___ Information given
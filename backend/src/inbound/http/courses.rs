//! Course endpoints.
//!
//! ```text
//! GET    /api/v1/courses
//! GET    /api/v1/courses/{id}
//! PUT    /api/v1/courses/{id}
//! DELETE /api/v1/courses/{id}
//! GET    /api/v1/bootcamps/{bootcampId}/courses
//! POST   /api/v1/bootcamps/{bootcampId}/courses
//! ```

use actix_web::{delete, get, post, put, web, HttpRequest, HttpResponse};
use serde_json::json;
use uuid::Uuid;

use crate::domain::ports::CourseListItem;
use crate::domain::{CreateCourse, Error, Role, UpdateCourse};
use crate::inbound::http::auth::{require_role, AuthenticatedUser};
use crate::inbound::http::error::ErrorBody;
use crate::inbound::http::respond::{data_response, list_response, parse_list_query, to_value};
use crate::inbound::http::state::HttpState;
use crate::inbound::http::ApiResult;

/// Serialize a course with its bootcamp summary in place of the bare id.
fn item_value(item: &CourseListItem) -> Result<serde_json::Value, Error> {
    let mut value = to_value(&item.course)?;
    value["bootcamp"] = to_value(&item.bootcamp)?;
    Ok(value)
}

/// List every course.
#[utoipa::path(
    get,
    path = "/api/v1/courses",
    responses(
        (status = 200, description = "One page of courses"),
        (status = 400, description = "Malformed query parameter", body = ErrorBody)
    ),
    tags = ["courses"],
    operation_id = "listCourses"
)]
#[get("/courses")]
pub async fn list_courses(
    state: web::Data<HttpState>,
    req: HttpRequest,
) -> ApiResult<HttpResponse> {
    let query = parse_list_query(req.query_string())?;
    let (items, total) = state.courses.list(&query, None).await?;
    let values = items.iter().map(item_value).collect::<Result<Vec<_>, _>>()?;
    list_response(&values, &query, total, &["bootcamp"])
}

/// List the courses of one bootcamp.
#[utoipa::path(
    get,
    path = "/api/v1/bootcamps/{bootcampId}/courses",
    responses(
        (status = 200, description = "One page of the bootcamp's courses"),
        (status = 404, description = "Unknown bootcamp", body = ErrorBody)
    ),
    tags = ["courses"],
    operation_id = "listBootcampCourses"
)]
#[get("/bootcamps/{bootcamp_id}/courses")]
pub async fn list_bootcamp_courses(
    state: web::Data<HttpState>,
    path: web::Path<Uuid>,
    req: HttpRequest,
) -> ApiResult<HttpResponse> {
    let query = parse_list_query(req.query_string())?;
    let (items, total) = state
        .courses
        .list(&query, Some(path.into_inner()))
        .await?;
    let values = items.iter().map(item_value).collect::<Result<Vec<_>, _>>()?;
    list_response(&values, &query, total, &["bootcamp"])
}

/// A single course.
#[utoipa::path(
    get,
    path = "/api/v1/courses/{id}",
    responses(
        (status = 200, description = "The course"),
        (status = 404, description = "Unknown id", body = ErrorBody)
    ),
    tags = ["courses"],
    operation_id = "getCourse"
)]
#[get("/courses/{id}")]
pub async fn get_course(
    state: web::Data<HttpState>,
    path: web::Path<Uuid>,
) -> ApiResult<HttpResponse> {
    let item = state.courses.get(path.into_inner()).await?;
    Ok(data_response(HttpResponse::Ok(), &item_value(&item)?))
}

/// Add a course to a bootcamp.
#[utoipa::path(
    post,
    path = "/api/v1/bootcamps/{bootcampId}/courses",
    request_body = CreateCourse,
    responses(
        (status = 200, description = "The created course"),
        (status = 403, description = "Not the bootcamp owner", body = ErrorBody),
        (status = 404, description = "Unknown bootcamp", body = ErrorBody)
    ),
    tags = ["courses"],
    operation_id = "createCourse"
)]
#[post("/bootcamps/{bootcamp_id}/courses")]
pub async fn create_course(
    state: web::Data<HttpState>,
    user: AuthenticatedUser,
    path: web::Path<Uuid>,
    body: web::Json<CreateCourse>,
) -> ApiResult<HttpResponse> {
    require_role(&user.0, &[Role::Publisher, Role::Admin])?;
    let course = state
        .courses
        .create(&user.0, path.into_inner(), body.into_inner())
        .await?;
    Ok(data_response(HttpResponse::Ok(), &course))
}

/// Update a course.
#[utoipa::path(
    put,
    path = "/api/v1/courses/{id}",
    request_body = UpdateCourse,
    responses(
        (status = 200, description = "The updated course"),
        (status = 403, description = "Not the course owner", body = ErrorBody),
        (status = 404, description = "Unknown id", body = ErrorBody)
    ),
    tags = ["courses"],
    operation_id = "updateCourse"
)]
#[put("/courses/{id}")]
pub async fn update_course(
    state: web::Data<HttpState>,
    user: AuthenticatedUser,
    path: web::Path<Uuid>,
    body: web::Json<UpdateCourse>,
) -> ApiResult<HttpResponse> {
    require_role(&user.0, &[Role::Publisher, Role::Admin])?;
    let course = state
        .courses
        .update(&user.0, path.into_inner(), body.into_inner())
        .await?;
    Ok(data_response(HttpResponse::Ok(), &course))
}

/// Delete a course.
#[utoipa::path(
    delete,
    path = "/api/v1/courses/{id}",
    responses(
        (status = 200, description = "Deleted"),
        (status = 403, description = "Not the course owner", body = ErrorBody),
        (status = 404, description = "Unknown id", body = ErrorBody)
    ),
    tags = ["courses"],
    operation_id = "deleteCourse"
)]
#[delete("/courses/{id}")]
pub async fn delete_course(
    state: web::Data<HttpState>,
    user: AuthenticatedUser,
    path: web::Path<Uuid>,
) -> ApiResult<HttpResponse> {
    require_role(&user.0, &[Role::Publisher, Role::Admin])?;
    state.courses.delete(&user.0, path.into_inner()).await?;
    Ok(data_response(HttpResponse::Ok(), &json!({})))
}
______
> [Aim of the exercise] Would you output every record above exactly as it stands?

> [Solution]
filename backend/src/inbound/http/courses.rs
//! Course endpoints.
//!
//! ```text
//! GET    /api/v1/courses
//! GET    /api/v1/courses/{id}
//! PUT    /api/v1/courses/{id}
//! DELETE /api/v1/courses/{id}
//! GET    /api/v1/bootcamps/{bootcampId}/courses
//! POST   /api/v1/bootcamps/{bootcampId}/courses
//! ```

use actix_web::{delete, get, post, put, web, HttpRequest, HttpResponse};
use serde_json::json;
use uuid::Uuid;

use crate::domain::ports::CourseListItem;
use crate::domain::{CreateCourse, Error, Role, UpdateCourse};
use crate::inbound::http::auth::{require_role, AuthenticatedUser};
use crate::inbound::http::error::ErrorBody;
use crate::inbound::http::respond::{data_response, list_response, parse_list_query, to_value};
use crate::inbound::http::state::HttpState;
use crate::inbound::http::ApiResult;

/// Serialize a course with its bootcamp summary in place of the bare id.
fn item_value(item: &CourseListItem) -> Result<serde_json::Value, Error> {
    let mut value = to_value(&item.course)?;
    value["bootcamp"] = to_value(&item.bootcamp)?;
    Ok(value)
}

/// List every course.
#[utoipa::path(
    get,
    path = "/api/v1/courses",
    responses(
        (status = 200, description = "One page of courses"),
        (status = 400, description = "Malformed query parameter", body = ErrorBody)
    ),
    tags = ["courses"],
    operation_id = "listCourses"
)]
#[get("/courses")]
pub async fn list_courses(
    state: web::Data<HttpState>,
    req: HttpRequest,
) -> ApiResult<HttpResponse> {
    let query = parse_list_query(req.query_string())?;
    let (items, total) = state.courses.list(&query, None).await?;
    let values = items.iter().map(item_value).collect::<Result<Vec<_>, _>>()?;
    list_response(&values, &query, total, &["bootcamp"])
}

/// List the courses of one bootcamp.
#[utoipa::path(
    get,
    path = "/api/v1/bootcamps/{bootcampId}/courses",
    responses(
        (status = 200, description = "One page of the bootcamp's courses"),
        (status = 404, description = "Unknown bootcamp", body = ErrorBody)
    ),
    tags = ["courses"],
    operation_id = "listBootcampCourses"
)]
#[get("/bootcamps/{bootcamp_id}/courses")]
pub async fn list_bootcamp_courses(
    state: web::Data<HttpState>,
    path: web::Path<Uuid>,
    req: HttpRequest,
) -> ApiResult<HttpResponse> {
    let query = parse_list_query(req.query_string())?;
    let (items, total) = state
        .courses
        .list(&query, Some(path.into_inner()))
        .await?;
    let values = items.iter().map(item_value).collect::<Result<Vec<_>, _>>()?;
    list_response(&values, &query, total, &["bootcamp"])
}

/// A single course.
#[utoipa::path(
    get,
    path = "/api/v1/courses/{id}",
    responses(
        (status = 200, description = "The course"),
        (status = 404, description = "Unknown id", body = ErrorBody)
    ),
    tags = ["courses"],
    operation_id = "getCourse"
)]
#[get("/courses/{id}")]
pub async fn get_course(
    state: web::Data<HttpState>,
    path: web::Path<Uuid>,
) -> ApiResult<HttpResponse> {
    let item = state.courses.get(path.into_inner()).await?;
    Ok(data_response(HttpResponse::Ok(), &item_value(&item)?))
}

/// Add a course to a bootcamp.
#[utoipa::path(
    post,
    path = "/api/v1/bootcamps/{bootcampId}/courses",
    request_body = CreateCourse,
    responses(
        (status = 200, description = "The created course"),
        (status = 403, description = "Not the bootcamp owner", body = ErrorBody),
        (status = 404, description = "Unknown bootcamp", body = ErrorBody)
    ),
    tags = ["courses"],
    operation_id = "createCourse"
)]
#[post("/bootcamps/{bootcamp_id}/courses")]
pub async fn create_course(
    state: web::Data<HttpState>,
    user: AuthenticatedUser,
    path: web::Path<Uuid>,
    body: web::Json<CreateCourse>,
) -> ApiResult<HttpResponse> {
    require_role(&user.0, &[Role::Publisher, Role::Admin])?;
    let course = state
        .courses
        .create(&user.0, path.into_inner(), body.into_inner())
        .await?;
    Ok(data_response(HttpResponse::Ok(), &course))
}

/// Update a course.
#[utoipa::path(
    put,
    path = "/api/v1/courses/{id}",
    request_body = UpdateCourse,
    responses(
        (status = 200, description = "The updated course"),
        (status = 403, description = "Not the course owner", body = ErrorBody),
        (status = 404, description = "Unknown id", body = ErrorBody)
    ),
    tags = ["courses"],
    operation_id = "updateCourse"
)]
#[put("/courses/{id}")]
pub async fn update_course(
    state: web::Data<HttpState>,
    user: AuthenticatedUser,
    path: web::Path<Uuid>,
    body: web::Json<UpdateCourse>,
) -> ApiResult<HttpResponse> {
    require_role(&user.0, &[Role::Publisher, Role::Admin])?;
    let course = state
        .courses
        .update(&user.0, path.into_inner(), body.into_inner())
        .await?;
    Ok(data_response(HttpResponse::Ok(), &course))
}

/// Delete a course.
#[utoipa::path(
    delete,
    path = "/api/v1/courses/{id}",
    responses(
        (status = 200, description = "Deleted"),
        (status = 403, description = "Not the course owner", body = ErrorBody),
        (status = 404, description = "Unknown id", body = ErrorBody)
    ),
    tags = ["courses"],
    operation_id = "deleteCourse"
)]
#[delete("/courses/{id}")]
pub async fn delete_course(
    state: web::Data<HttpState>,
    user: AuthenticatedUser,
    path: web::Path<Uuid>,
) -> ApiResult<HttpResponse> {
    require_role(&user.0, &[Role::Publisher, Role::Admin])?;
    state.courses.delete(&user.0, path.into_inner()).await?;
    Ok(data_response(HttpResponse::Ok(), &json!({})))
}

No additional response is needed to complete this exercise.